DIRECTIONS FOR THIS TASK — The response must reproduce exactly every line of the material below holding the word "configuration".

INPUT DATA —
==============================
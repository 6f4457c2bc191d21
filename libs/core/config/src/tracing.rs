use crate::Environment;
use tracing::debug;
use tracing_subscriber::{prelude::*, EnvFilter};

/// Install color-eyre with a project-standard configuration.
///
/// Call this early in main() before any fallible operations to ensure
/// colored error output. Safe to call multiple times.
pub fn install_color_eyre() {
    let _ = color_eyre::config::HookBuilder::default()
        .display_location_section(true)
        .display_env_section(false)
        .install();
}

/// Initialize tracing with environment-aware configuration and error span capture.
///
/// - **Production** (`APP_ENV=production`): JSON format for log aggregation,
///   hides module targets, warn-and-above by default.
/// - **Development** (default): pretty-printed, info-and-above by default.
///
/// `RUST_LOG` overrides the default filter in both environments. The
/// ErrorLayer captures span traces so failures report the instrumented path
/// that led to them.
///
/// Safe to call multiple times; repeated initialization is ignored (common
/// in tests).
pub fn init_tracing(environment: &Environment) {
    let is_production = environment.is_production();

    let filter = EnvFilter::try_from_default_env().unwrap_or_else(|_| {
        if is_production {
            EnvFilter::new("warn,job_queue=info")
        } else {
            EnvFilter::new("info,job_queue=debug")
        }
    });

    let result = if is_production {
        tracing_subscriber::registry()
            .with(
                tracing_subscriber::fmt::layer()
                    .json()
                    .with_target(false)
                    .flatten_event(true),
            )
            .with(tracing_error::ErrorLayer::default())
            .with(filter)
            .try_init()
    } else {
        tracing_subscriber::registry()
            .with(
                tracing_subscriber::fmt::layer()
                    .with_target(true)
                    .pretty(),
            )
            .with(tracing_error::ErrorLayer::default())
            .with(filter)
            .try_init()
    };

    if result.is_err() {
        debug!("Tracing already initialized, skipping re-initialization");
    }
}
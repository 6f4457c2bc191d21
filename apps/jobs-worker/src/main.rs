//! Jobs Worker Service - Entry Point
//!
//! Background worker that consumes job queues from the broker.

#[tokio::main]
async fn main() -> eyre::Result<()> {
    jobs_worker::run().await
}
==============================
WORKED SOLUTION —
/// Install color-eyre with a project-standard configuration.
/// Initialize tracing with environment-aware configuration and error span capture.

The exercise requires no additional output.